- ACTIVITY
Scan the entries below and count the lines holding the string "from". Supply only the number.

Saved entries:
------------

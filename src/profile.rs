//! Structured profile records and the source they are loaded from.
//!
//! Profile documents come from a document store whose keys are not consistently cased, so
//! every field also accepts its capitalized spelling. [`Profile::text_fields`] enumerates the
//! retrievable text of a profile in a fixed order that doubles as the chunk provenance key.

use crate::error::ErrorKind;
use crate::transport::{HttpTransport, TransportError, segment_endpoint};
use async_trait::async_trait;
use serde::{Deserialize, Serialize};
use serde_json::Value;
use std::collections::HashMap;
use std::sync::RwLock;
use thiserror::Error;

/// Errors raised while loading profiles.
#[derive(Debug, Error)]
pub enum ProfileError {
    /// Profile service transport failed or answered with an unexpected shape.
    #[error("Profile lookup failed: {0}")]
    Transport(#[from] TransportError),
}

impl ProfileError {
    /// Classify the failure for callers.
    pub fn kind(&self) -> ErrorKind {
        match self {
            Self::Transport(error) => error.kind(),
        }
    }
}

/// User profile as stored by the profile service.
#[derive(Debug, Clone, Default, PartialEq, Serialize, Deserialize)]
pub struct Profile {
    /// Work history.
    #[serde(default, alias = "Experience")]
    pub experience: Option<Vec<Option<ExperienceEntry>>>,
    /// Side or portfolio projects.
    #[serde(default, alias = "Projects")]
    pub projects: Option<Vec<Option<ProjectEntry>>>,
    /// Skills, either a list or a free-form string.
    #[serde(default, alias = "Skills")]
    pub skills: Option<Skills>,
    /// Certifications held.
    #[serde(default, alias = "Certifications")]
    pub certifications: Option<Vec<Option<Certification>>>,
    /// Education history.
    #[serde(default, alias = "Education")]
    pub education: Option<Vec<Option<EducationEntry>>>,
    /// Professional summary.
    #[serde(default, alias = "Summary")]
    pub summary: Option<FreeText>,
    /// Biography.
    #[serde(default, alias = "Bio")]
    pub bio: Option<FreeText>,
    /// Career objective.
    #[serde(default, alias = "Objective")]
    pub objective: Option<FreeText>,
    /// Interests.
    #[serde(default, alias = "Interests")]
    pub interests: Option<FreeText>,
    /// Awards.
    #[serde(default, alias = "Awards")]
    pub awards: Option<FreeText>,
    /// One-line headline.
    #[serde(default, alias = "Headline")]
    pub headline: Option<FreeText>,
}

------------

- SOLUTION
3